Input —
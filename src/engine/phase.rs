//! Phases: conditions combined under a rule, arranged in a hierarchy.

use std::collections::HashSet;
use std::sync::{Arc, Mutex, Weak};

use chrono::{DateTime, Utc};
use indexmap::IndexMap;
use serde::Serialize;
use tracing::{debug, info, warn};

use super::condition::{Condition, ConditionSnapshot};
use super::events::{ConditionObserver, PhaseChange, PhaseObserver};
use super::types::{ConditionId, ConditionType, PhaseId};
use crate::error::PhaseError;
use crate::fsm::subject::StateObserver;
use crate::fsm::{
    Event, MachineState, PhaseState, StateInfo, StateMachine, Step, Subject, TransitionHooks,
    lock,
};
use crate::observability::metrics;

/// Static definition of a phase.
#[derive(Debug, Clone, PartialEq, Eq, Serialize)]
pub struct PhaseSpec {
    /// Phase identifier.
    pub id: PhaseId,
    /// Display name.
    pub name: String,
    /// Free-form description.
    pub description: String,
    /// Parent phase, `None` for root phases.
    pub parent_id: Option<PhaseId>,
    /// Position among siblings.
    pub order: u32,
    /// How conditions combine.
    pub condition_type: ConditionType,
    /// Move to `next` when the last child phase finishes.
    pub auto_progress: bool,
}

impl PhaseSpec {
    /// Root phase at `order` combining conditions with `condition_type`.
    #[must_use]
    pub fn new(
        id: impl Into<PhaseId>,
        name: impl Into<String>,
        order: u32,
        condition_type: ConditionType,
    ) -> Self {
        Self {
            id: id.into(),
            name: name.into(),
            description: String::new(),
            parent_id: None,
            order,
            condition_type,
            auto_progress: false,
        }
    }

    /// Places the phase under `parent`.
    #[must_use]
    pub fn with_parent(mut self, parent: impl Into<PhaseId>) -> Self {
        self.parent_id = Some(parent.into());
        self
    }

    /// Sets the auto-progress flag.
    #[must_use]
    pub const fn with_auto_progress(mut self, auto_progress: bool) -> Self {
        self.auto_progress = auto_progress;
        self
    }

    /// Sets the description.
    #[must_use]
    pub fn with_description(mut self, description: impl Into<String>) -> Self {
        self.description = description.into();
        self
    }
}

#[derive(Debug, Default)]
struct PhaseRecord {
    satisfied: HashSet<ConditionId>,
    is_active: bool,
    is_clear: bool,
    start_time: Option<DateTime<Utc>>,
    finish_time: Option<DateTime<Utc>>,
}

impl TransitionHooks<PhaseState> for PhaseRecord {
    fn on_enter(&mut self, state: PhaseState, step: &Step<PhaseState>) {
        match state {
            PhaseState::Active => {
                if step.from == PhaseState::Next {
                    self.satisfied.clear();
                    self.is_clear = false;
                    self.finish_time = None;
                }
                self.is_active = true;
                self.start_time = Some(Utc::now());
            }
            PhaseState::Finish => {
                self.is_active = false;
                self.finish_time = Some(Utc::now());
            }
            PhaseState::Ready => *self = Self::default(),
            PhaseState::Next => {}
        }
    }
}

struct PhaseInner {
    machine: StateMachine<PhaseState>,
    record: PhaseRecord,
}

/// A stage of the sequence, gated by its conditions.
pub struct Phase {
    spec: PhaseSpec,
    conditions: IndexMap<ConditionId, Arc<Condition>>,
    inner: Mutex<PhaseInner>,
    state_observers: Subject<dyn StateObserver>,
    phase_observers: Subject<dyn PhaseObserver>,
}

/// Point-in-time view of a phase.
#[derive(Debug, Clone, Serialize)]
pub struct PhaseSnapshot {
    /// Phase identifier.
    pub id: PhaseId,
    /// Display name.
    pub name: String,
    /// Parent phase.
    pub parent_id: Option<PhaseId>,
    /// Position among siblings.
    pub order: u32,
    /// Combination rule.
    pub condition_type: ConditionType,
    /// Current state.
    pub state: PhaseState,
    /// Whether the phase is between activation and finish.
    pub is_active: bool,
    /// Whether the combination rule has been met.
    pub is_clear: bool,
    /// When the phase was last activated.
    pub start_time: Option<DateTime<Utc>>,
    /// When the phase last finished.
    pub finish_time: Option<DateTime<Utc>>,
    /// Conditions in declaration order.
    pub conditions: Vec<ConditionSnapshot>,
}

impl Phase {
    /// Creates a phase owning `conditions` and subscribes to each of them.
    ///
    /// # Errors
    ///
    /// Returns `PhaseError::Validation` if two conditions share an id.
    pub fn new(spec: PhaseSpec, conditions: Vec<Arc<Condition>>) -> Result<Arc<Self>, PhaseError> {
        let mut by_id = IndexMap::with_capacity(conditions.len());
        for condition in conditions {
            let id = condition.id();
            if by_id.insert(id, condition).is_some() {
                return Err(PhaseError::Validation(format!(
                    "{} has duplicate {id}",
                    spec.id
                )));
            }
        }
        let phase = Arc::new(Self {
            spec,
            conditions: by_id,
            inner: Mutex::new(PhaseInner {
                machine: StateMachine::new(),
                record: PhaseRecord::default(),
            }),
            state_observers: Subject::new(),
            phase_observers: Subject::new(),
        });
        let me: Weak<Self> = Arc::downgrade(&phase);
        let observer: Weak<dyn ConditionObserver> = me;
        for condition in phase.conditions.values() {
            condition.condition_observers().subscribe(observer.clone());
        }
        Ok(phase)
    }

    /// Static definition.
    #[must_use]
    pub const fn spec(&self) -> &PhaseSpec {
        &self.spec
    }

    /// Phase identifier.
    #[must_use]
    pub const fn id(&self) -> PhaseId {
        self.spec.id
    }

    /// Display name.
    #[must_use]
    pub fn name(&self) -> &str {
        &self.spec.name
    }

    /// Parent phase.
    #[must_use]
    pub const fn parent_id(&self) -> Option<PhaseId> {
        self.spec.parent_id
    }

    /// Position among siblings.
    #[must_use]
    pub const fn order(&self) -> u32 {
        self.spec.order
    }

    /// Current state.
    #[must_use]
    pub fn state(&self) -> PhaseState {
        lock(&self.inner).machine.current()
    }

    /// Whether the phase is between activation and finish.
    #[must_use]
    pub fn is_active(&self) -> bool {
        lock(&self.inner).record.is_active
    }

    /// Whether the combination rule has been met.
    #[must_use]
    pub fn is_clear(&self) -> bool {
        lock(&self.inner).record.is_clear
    }

    /// When the phase was last activated.
    #[must_use]
    pub fn start_time(&self) -> Option<DateTime<Utc>> {
        lock(&self.inner).record.start_time
    }

    /// When the phase last finished.
    #[must_use]
    pub fn finish_time(&self) -> Option<DateTime<Utc>> {
        lock(&self.inner).record.finish_time
    }

    /// Ids of conditions satisfied while the phase was armed.
    #[must_use]
    pub fn satisfied_conditions(&self) -> Vec<ConditionId> {
        let inner = lock(&self.inner);
        self.conditions
            .keys()
            .filter(|id| inner.record.satisfied.contains(id))
            .copied()
            .collect()
    }

    /// Conditions in declaration order.
    #[must_use]
    pub fn conditions(&self) -> Vec<Arc<Condition>> {
        self.conditions.values().cloned().collect()
    }

    /// Looks up a condition by id.
    #[must_use]
    pub fn condition(&self, id: ConditionId) -> Option<Arc<Condition>> {
        self.conditions.get(&id).cloned()
    }

    /// Observers of state tokens.
    #[must_use]
    pub const fn state_observers(&self) -> &Subject<dyn StateObserver> {
        &self.state_observers
    }

    /// Observers of phase transitions.
    #[must_use]
    pub const fn phase_observers(&self) -> &Subject<dyn PhaseObserver> {
        &self.phase_observers
    }

    /// Description of the current state for operators.
    #[must_use]
    pub fn state_info(&self) -> StateInfo {
        StateInfo::for_phase(self.state())
    }

    /// Checks the phase and every condition.
    ///
    /// # Errors
    ///
    /// Returns `PhaseError::Validation` if a `single` phase does not have
    /// exactly one condition, or a condition is invalid.
    pub fn validate(&self) -> Result<(), PhaseError> {
        if self.spec.condition_type == ConditionType::Single && self.conditions.len() != 1 {
            return Err(PhaseError::Validation(format!(
                "{}: single phase needs exactly one condition, has {}",
                self.spec.id,
                self.conditions.len()
            )));
        }
        self.conditions.values().try_for_each(|c| c.validate())
    }

    /// Starts the phase (`ready | next → active`) and arms its conditions.
    ///
    /// Observers see `active` before any condition is armed. Re-activating
    /// from `next` resets the conditions first so they run again.
    ///
    /// # Errors
    ///
    /// Returns `PhaseError::InvalidTransition` from `active` or `finish`.
    pub fn activate(&self) -> Result<(), PhaseError> {
        let step = self.fire(Event::Activate)?;
        if step.from == PhaseState::Next {
            for condition in self.conditions.values() {
                if let Err(e) = condition.reset() {
                    warn!(phase = %self.spec.name, condition_id = %condition.id(), error = %e, "failed to reset condition");
                }
            }
        }
        self.dispatch(&step);
        for condition in self.conditions.values() {
            if let Err(e) = condition.activate() {
                warn!(phase = %self.spec.name, condition_id = %condition.id(), error = %e, "failed to activate condition");
            }
        }
        Ok(())
    }

    /// `active → next`, also used to advance `unspecified` phases by hand.
    /// Leaving `active` halts every condition's strategy.
    ///
    /// # Errors
    ///
    /// Returns `PhaseError::InvalidTransition` unless the phase is `active`.
    pub fn next(&self) -> Result<(), PhaseError> {
        let step = self.fire(Event::Next)?;
        self.dispatch(&step);
        Ok(())
    }

    /// `next → finish`.
    ///
    /// # Errors
    ///
    /// Returns `PhaseError::InvalidTransition` unless the phase is `next`.
    pub fn finish(&self) -> Result<(), PhaseError> {
        let step = self.fire(Event::Finish)?;
        self.dispatch(&step);
        Ok(())
    }

    /// Resets every condition and returns the phase to `ready`. Resetting a
    /// `ready` phase does nothing and emits nothing.
    ///
    /// # Errors
    ///
    /// Returns the first condition reset error.
    pub fn reset(&self) -> Result<(), PhaseError> {
        if self.state() == PhaseState::Ready {
            return Ok(());
        }
        for condition in self.conditions.values() {
            condition.reset()?;
        }
        let step = {
            let mut guard = lock(&self.inner);
            let inner = &mut *guard;
            if inner.machine.is(PhaseState::Ready) {
                return Ok(());
            }
            inner.machine.fire(Event::Reset, &mut inner.record)?
        };
        self.dispatch(&step);
        Ok(())
    }

    /// Point-in-time view.
    #[must_use]
    pub fn snapshot(&self) -> PhaseSnapshot {
        let (state, is_active, is_clear, start_time, finish_time) = {
            let inner = lock(&self.inner);
            (
                inner.machine.current(),
                inner.record.is_active,
                inner.record.is_clear,
                inner.record.start_time,
                inner.record.finish_time,
            )
        };
        PhaseSnapshot {
            id: self.spec.id,
            name: self.spec.name.clone(),
            parent_id: self.spec.parent_id,
            order: self.spec.order,
            condition_type: self.spec.condition_type,
            state,
            is_active,
            is_clear,
            start_time,
            finish_time,
            conditions: self.conditions.values().map(|c| c.snapshot()).collect(),
        }
    }

    fn fire(&self, event: Event) -> Result<Step<PhaseState>, PhaseError> {
        let mut guard = lock(&self.inner);
        let inner = &mut *guard;
        inner.machine.fire(event, &mut inner.record)
    }

    fn rule_met(&self, satisfied: &HashSet<ConditionId>) -> bool {
        if self.conditions.is_empty() {
            return false;
        }
        match self.spec.condition_type {
            ConditionType::And => self.conditions.keys().all(|id| satisfied.contains(id)),
            ConditionType::Or => !satisfied.is_empty(),
            ConditionType::Single => {
                self.conditions.len() == 1
                    && self.conditions.keys().all(|id| satisfied.contains(id))
            }
            ConditionType::Unspecified => false,
        }
    }

    fn dispatch(&self, step: &Step<PhaseState>) {
        info!(
            phase = %self.spec.name,
            phase_id = %self.spec.id,
            from = %step.from,
            to = %step.to,
            "phase transition"
        );
        metrics::record_phase_transition(step.to.as_str());
        if step.from == PhaseState::Active && step.to == PhaseState::Next {
            for condition in self.conditions.values() {
                condition.halt();
            }
        }
        self.state_observers
            .notify(|o| o.on_state_changed(step.to.as_str()));
        let change = PhaseChange {
            phase_id: self.spec.id,
            name: self.spec.name.clone(),
            parent_id: self.spec.parent_id,
            order: self.spec.order,
            from: step.from,
            to: step.to,
        };
        self.phase_observers.notify(|o| o.on_phase_changed(&change));
    }
}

Problem requirements —
Every line holding the string "HashSet" should be copied here, so please find those lines in the data.

Output —
use std::collections::HashSet;
    satisfied: HashSet<ConditionId>,
    fn rule_met(&self, satisfied: &HashSet<ConditionId>) -> bool {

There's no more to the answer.